Netflix, Amazon Forced to Fund European Video Under New Rule
Netflix, Amazon and other video-on-demand services will have to ensure that at least 30 percent of their catalogs are made of up Europe-made content, under new EU rules, according to Bloomberg.
EU lawmakers voted to adopt the policy to modernize audiovisual media legislation in an age where people are watching more TV shows, movies and media clips online, on-demand and from their mobile devices. The legislation, which could also require online platforms to help finance Europe-made films and TV, still needs to be rubber-stamped by EU member states. Following that, countries will have roughly two years to incorporate the legislation into national laws.
Some of the largest platforms already offer a large supply of European content but will have to boost that offering to meet the new rules. Any new shows and films will have to be matched with European ones in order to maintain the 30 percent quota level. Local content will also be required to be given good visibility and placement on the platforms, in accordance with the rules.
Despite the requirements for the companies, the new EU rules could prove to be good for business. It’s also important for on-demand providers as the companies seek to expand internationally. Local-language programming resonates with audiences and is often more popular with advertisers than imported shows, analysts have said.

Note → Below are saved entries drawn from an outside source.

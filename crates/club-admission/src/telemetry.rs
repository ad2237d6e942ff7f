use crate::config::TelemetryConfig;
use std::fmt;
use tracing_subscriber::filter::ParseError;
use tracing_subscriber::EnvFilter;

#[derive(Debug)]
pub enum TelemetryError {
    EnvFilter { value: String, source: ParseError },
    Subscriber(Box<dyn std::error::Error + Send + Sync>),
}

impl fmt::Display for TelemetryError {
    fn fmt(&self, f: &mut fmt::Formatter<'_>) -> fmt::Result {
        match self {
            TelemetryError::EnvFilter { value, .. } => {
                write!(
                    f,
                    "invalid log level/filter '{}': unable to build EnvFilter",
                    value
                )
            }
            TelemetryError::Subscriber(err) => write!(f, "telemetry error: {err}"),
        }
    }
}

impl std::error::Error for TelemetryError {
    fn source(&self) -> Option<&(dyn std::error::Error + 'static)> {
        match self {
            TelemetryError::EnvFilter { source, .. } => Some(source),
            TelemetryError::Subscriber(err) => Some(&**err),
        }
    }
}

/// Install the global fmt subscriber. `RUST_LOG` wins over the configured level.
pub fn init(config: &TelemetryConfig) -> Result<(), TelemetryError> {
    let env_filter = match EnvFilter::try_from_default_env() {
        Ok(filter) => filter,
        Err(_) => {
            EnvFilter::try_new(&config.log_level).map_err(|source| TelemetryError::EnvFilter {
                value: config.log_level.clone(),
                source,
            })?
        }
    };

    tracing_subscriber::fmt()
        .with_env_filter(env_filter)
        .with_target(false)
        .compact()
        .with_ansi(false)
        .try_init()
        .map_err(TelemetryError::Subscriber)
}
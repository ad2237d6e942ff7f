mod cli;
mod demo;
mod infra;
mod routes;
mod server;

use club_admission::error::AppError;

pub async fn run() -> Result<(), AppError> {
    cli::run().await
}
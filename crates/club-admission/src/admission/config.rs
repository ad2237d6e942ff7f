use chrono::NaiveDate;
use serde::{Deserialize, Serialize};

/// Rule dials for the admission engine.
#[derive(Debug, Clone, PartialEq, Eq, Serialize, Deserialize)]
pub struct AdmissionConfig {
    pub birthday_guests_per_member: u32,
    pub pre_registration_days: u32,
    pub fitness_warning_days: u32,
    pub free_entry_age: u32,
    #[serde(default)]
    pub restricted_dates: Vec<NaiveDate>,
}

impl Default for AdmissionConfig {
    fn default() -> Self {
        Self {
            birthday_guests_per_member: 15,
            pre_registration_days: 5,
            fitness_warning_days: 7,
            free_entry_age: 3,
            restricted_dates: Vec::new(),
        }
    }
}
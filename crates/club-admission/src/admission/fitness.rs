use chrono::NaiveDate;
use serde::{Deserialize, Serialize};

use super::domain::FitnessRecord;

#[derive(Debug, Clone, Copy, PartialEq, Eq, Serialize, Deserialize)]
#[serde(rename_all = "snake_case")]
pub enum FitnessState {
    Valid,
    Expired,
    Invalid,
    Pending,
}

impl FitnessState {
    pub const fn label(self) -> &'static str {
        match self {
            FitnessState::Valid => "valid",
            FitnessState::Expired => "expired",
            FitnessState::Invalid => "invalid",
            FitnessState::Pending => "pending",
        }
    }
}

/// Display/validity snapshot of a medical-fitness record. Presentation only, never an entry gate.
#[derive(Debug, Clone, PartialEq, Eq, Serialize, Deserialize)]
pub struct FitnessStatus {
    pub status: FitnessState,
    pub message: String,
    #[serde(skip_serializing_if = "Option::is_none")]
    pub days_remaining: Option<i64>,
    pub near_expiry: bool,
}

impl FitnessStatus {
    fn without_window(status: FitnessState, message: String) -> Self {
        Self {
            status,
            message,
            days_remaining: None,
            near_expiry: false,
        }
    }
}

/// Stateless evaluator; `warning_days` only drives the near-expiry flag.
#[derive(Debug, Clone, Copy)]
pub struct FitnessEvaluator {
    warning_days: i64,
}

impl Default for FitnessEvaluator {
    fn default() -> Self {
        Self::new(7)
    }
}

impl FitnessEvaluator {
    pub fn new(warning_days: u32) -> Self {
        Self {
            warning_days: i64::from(warning_days),
        }
    }

    pub fn evaluate(&self, record: Option<&FitnessRecord>, today: NaiveDate) -> FitnessStatus {
        let Some(record) = record else {
            return FitnessStatus::without_window(
                FitnessState::Pending,
                "medical fitness pending: no record on file".to_string(),
            );
        };

        if !record.valid {
            let reason = record
                .invalidity_reason
                .as_deref()
                .map(str::trim)
                .filter(|reason| !reason.is_empty())
                .unwrap_or("reason not specified");
            return FitnessStatus::without_window(
                FitnessState::Invalid,
                format!("medical fitness invalid: {reason}"),
            );
        }

        let Some(expires_at) = record.expires_at else {
            return FitnessStatus::without_window(
                FitnessState::Valid,
                "medical fitness valid with no expiry date".to_string(),
            );
        };

        // The expiry day itself is still covered.
        if today > expires_at {
            return FitnessStatus::without_window(
                FitnessState::Expired,
                format!("medical fitness expired on {expires_at}"),
            );
        }

        let days_remaining = (expires_at - today).num_days();
        let near_expiry = days_remaining <= self.warning_days;
        let message = match days_remaining {
            0 => format!("medical fitness valid, expires today ({expires_at})"),
            days if near_expiry => {
                format!("medical fitness valid, expires in {days} day(s) on {expires_at}")
            }
            _ => format!("medical fitness valid until {expires_at}"),
        };

        FitnessStatus {
            status: FitnessState::Valid,
            message,
            days_remaining: Some(days_remaining),
            near_expiry,
        }
    }
}
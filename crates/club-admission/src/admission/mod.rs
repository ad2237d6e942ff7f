//! Admission and guest-quota engine.
//!
//! Decides whether a titular, family member, adherent or daily guest may enter the club on a
//! given day, and drives the lifecycle of each titular's daily guest list from draft to
//! processed entry. Every write follows read-full-list, apply-pure-transition, write-full-list so
//! the backing store can add optimistic concurrency per `(titular_id, date)` key.

mod config;
pub mod domain;
pub(crate) mod eligibility;
mod error;
pub(crate) mod fitness;
pub(crate) mod guest_list;
pub mod ports;
pub(crate) mod quota;
pub mod router;
pub mod service;

#[cfg(test)]
mod tests;

pub use config::AdmissionConfig;
pub use domain::{
    age_on, birthday_falls_on, Adherent, AdherentStatus, DailyGuestList, Entrant, EntrantRole,
    FamilyMember, FitnessRecord, Guest, GuestListKey, GuestListState, GuestRegistration,
    MemberStatus, PaymentMethod, Titular, TitularId,
};
pub use eligibility::{resolve_entry, EntryDecision, EntryDenial};
pub use error::AdmissionError;
pub use fitness::{FitnessEvaluator, FitnessState, FitnessStatus};
pub use guest_list::CancelledBy;
pub use ports::{
    Clock, FixedClock, GuestListStore, MemberDirectory, RestrictedDates, RestrictedDatesPolicy,
    StoreError, SystemClock,
};
pub use quota::{QuotaAllocator, QuotaSummary};
pub use router::admission_router;
pub use service::{
    AdmissionRequest, AdmissionService, GuestAdmission, GuestListView, MemberEntry,
};
use super::common::*;
use crate::admission::domain::FitnessRecord;
use crate::admission::fitness::{FitnessEvaluator, FitnessState};

#[test]
fn missing_record_is_pending() {
    let status = FitnessEvaluator::default().evaluate(None, today());
    assert_eq!(status.status, FitnessState::Pending);
    assert_eq!(status.days_remaining, None);
}

#[test]
fn invalid_record_reports_reason_or_generic_message() {
    let evaluator = FitnessEvaluator::default();
    let mut record = FitnessRecord {
        valid: false,
        issued_at: Some(days_from_today(-3)),
        expires_at: Some(days_from_today(300)),
        invalidity_reason: Some("pending cardiology review".to_string()),
    };

    let status = evaluator.evaluate(Some(&record), today());
    assert_eq!(status.status, FitnessState::Invalid);
    assert!(status.message.contains("pending cardiology review"));

    record.invalidity_reason = None;
    let status = evaluator.evaluate(Some(&record), today());
    assert_eq!(status.status, FitnessState::Invalid);
    assert!(status.message.contains("not specified"));
}

#[test]
fn expiry_day_itself_is_still_valid() {
    let status = FitnessEvaluator::default().evaluate(Some(&fitness_until(today())), today());
    assert_eq!(status.status, FitnessState::Valid);
    assert_eq!(status.days_remaining, Some(0));
    assert!(status.near_expiry);
}

#[test]
fn day_after_expiry_is_expired() {
    let record = fitness_until(days_from_today(-1));
    let status = FitnessEvaluator::default().evaluate(Some(&record), today());
    assert_eq!(status.status, FitnessState::Expired);
    assert!(!status.near_expiry);
}

#[test]
fn near_expiry_flag_follows_warning_window() {
    let evaluator = FitnessEvaluator::new(7);

    let within = evaluator.evaluate(Some(&fitness_until(days_from_today(7))), today());
    assert_eq!(within.status, FitnessState::Valid);
    assert!(within.near_expiry);
    assert_eq!(within.days_remaining, Some(7));

    let outside = evaluator.evaluate(Some(&fitness_until(days_from_today(8))), today());
    assert_eq!(outside.status, FitnessState::Valid);
    assert!(!outside.near_expiry);
}

#[test]
fn open_ended_record_is_valid() {
    let record = FitnessRecord {
        valid: true,
        issued_at: Some(days_from_today(-30)),
        expires_at: None,
        invalidity_reason: None,
    };
    let status = FitnessEvaluator::default().evaluate(Some(&record), today());
    assert_eq!(status.status, FitnessState::Valid);
    assert_eq!(status.days_remaining, None);
    assert!(!status.near_expiry);
}
use crate::infra::AppState;
use axum::http::{header, StatusCode};
use axum::response::IntoResponse;
use axum::Extension;
use axum::Json;
use club_admission::admission::{
    admission_router, AdmissionService, GuestListStore, MemberDirectory,
};
use serde_json::json;
use std::sync::Arc;

pub(crate) fn with_admission_routes<S, D>(service: Arc<AdmissionService<S, D>>) -> axum::Router
where
    S: GuestListStore + 'static,
    D: MemberDirectory + 'static,
{
    admission_router(service)
        .route("/health", axum::routing::get(healthcheck))
        .route("/ready", axum::routing::get(readiness_endpoint))
        .route("/metrics", axum::routing::get(metrics_endpoint))
}

pub(crate) async fn healthcheck() -> Json<serde_json::Value> {
    Json(json!({ "status": "ok" }))
}

pub(crate) async fn readiness_endpoint(Extension(state): Extension<AppState>) -> impl IntoResponse {
    let ready = state.readiness.load(std::sync::atomic::Ordering::Relaxed);
    let status = if ready {
        StatusCode::OK
    } else {
        StatusCode::SERVICE_UNAVAILABLE
    };

    let payload = if ready {
        json!({ "status": "ready" })
    } else {
        json!({ "status": "initializing" })
    };

    (status, Json(payload))
}

pub(crate) async fn metrics_endpoint(Extension(state): Extension<AppState>) -> impl IntoResponse {
    (
        StatusCode::OK,
        [(header::CONTENT_TYPE, "text/plain; version=0.0.4")],
        state.metrics.render(),
    )
}
use club_admission_api::run;

#[tokio::main]
async fn main() {
    if let Err(err) = run().await {
        eprintln!("application error: {err}");
        std::process::exit(1);
    }
}
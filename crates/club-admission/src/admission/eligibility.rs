use std::fmt;

use serde::{Deserialize, Serialize};

use super::domain::{AdherentStatus, Entrant, EntrantRole, MemberStatus};
use super::fitness::FitnessStatus;

/// Specific reasons the gate operator must act on; never collapsed into a generic denial.
#[derive(Debug, Clone, Copy, PartialEq, Eq, Serialize, Deserialize)]
#[serde(rename_all = "snake_case", tag = "reason")]
pub enum EntryDenial {
    TitularInactive { status: MemberStatus },
    AdherentInactive,
}

impl EntryDenial {
    pub fn summary(&self) -> String {
        match self {
            EntryDenial::TitularInactive {
                status: MemberStatus::PendingValidation,
            } => "titular inactive (pending validation)".to_string(),
            EntryDenial::TitularInactive { .. } => "titular inactive".to_string(),
            EntryDenial::AdherentInactive => "adherent inactive".to_string(),
        }
    }
}

impl fmt::Display for EntryDenial {
    fn fmt(&self, f: &mut fmt::Formatter<'_>) -> fmt::Result {
        f.write_str(&self.summary())
    }
}

#[derive(Debug, Clone, PartialEq, Eq, Serialize, Deserialize)]
pub struct EntryDecision {
    pub dni: String,
    pub role: EntrantRole,
    pub permitted: bool,
    pub reason: String,
    #[serde(skip_serializing_if = "Option::is_none")]
    pub denial: Option<EntryDenial>,
    pub fitness: FitnessStatus,
}

/// Decide whether `entrant` may enter. Fitness is advisory and never blocks entry; the titular's
/// status is checked first so it dominates the message when both conditions fail.
pub fn resolve_entry(entrant: &Entrant<'_>, fitness: FitnessStatus) -> EntryDecision {
    let titular = entrant.titular();

    let denial = if titular.status != MemberStatus::Active {
        Some(EntryDenial::TitularInactive {
            status: titular.status,
        })
    } else {
        match entrant {
            Entrant::Adherent { adherent, .. }
                if adherent.adherent_status != AdherentStatus::Active =>
            {
                Some(EntryDenial::AdherentInactive)
            }
            _ => None,
        }
    };

    let reason = match &denial {
        Some(denial) => denial.summary(),
        None => format!("entry permitted; {}", fitness.message),
    };

    EntryDecision {
        dni: entrant.dni().to_string(),
        role: entrant.role(),
        permitted: denial.is_none(),
        reason,
        denial,
        fitness,
    }
}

Netflix this year is doubling its European programming budget to $1 billion; Amazon will soon have at least a dozen original series from Europe, up from one in 2014. The investment by the streaming platforms has in turn pushed broadcasters in Britain, France, Germany, and Italy to set aside rivalries to co-produce programs or offer shows online.
Under the new EU rules, member states will also be allowed to require on-demand platforms to help finance the production of European content, for instance through levies paid into national funds, with the level of contributions based on the revenue the company collects in that country. Some member states like France already implement a so-called culture tax, which is paid by movie theaters, broadcasters, and internet service providers in the country.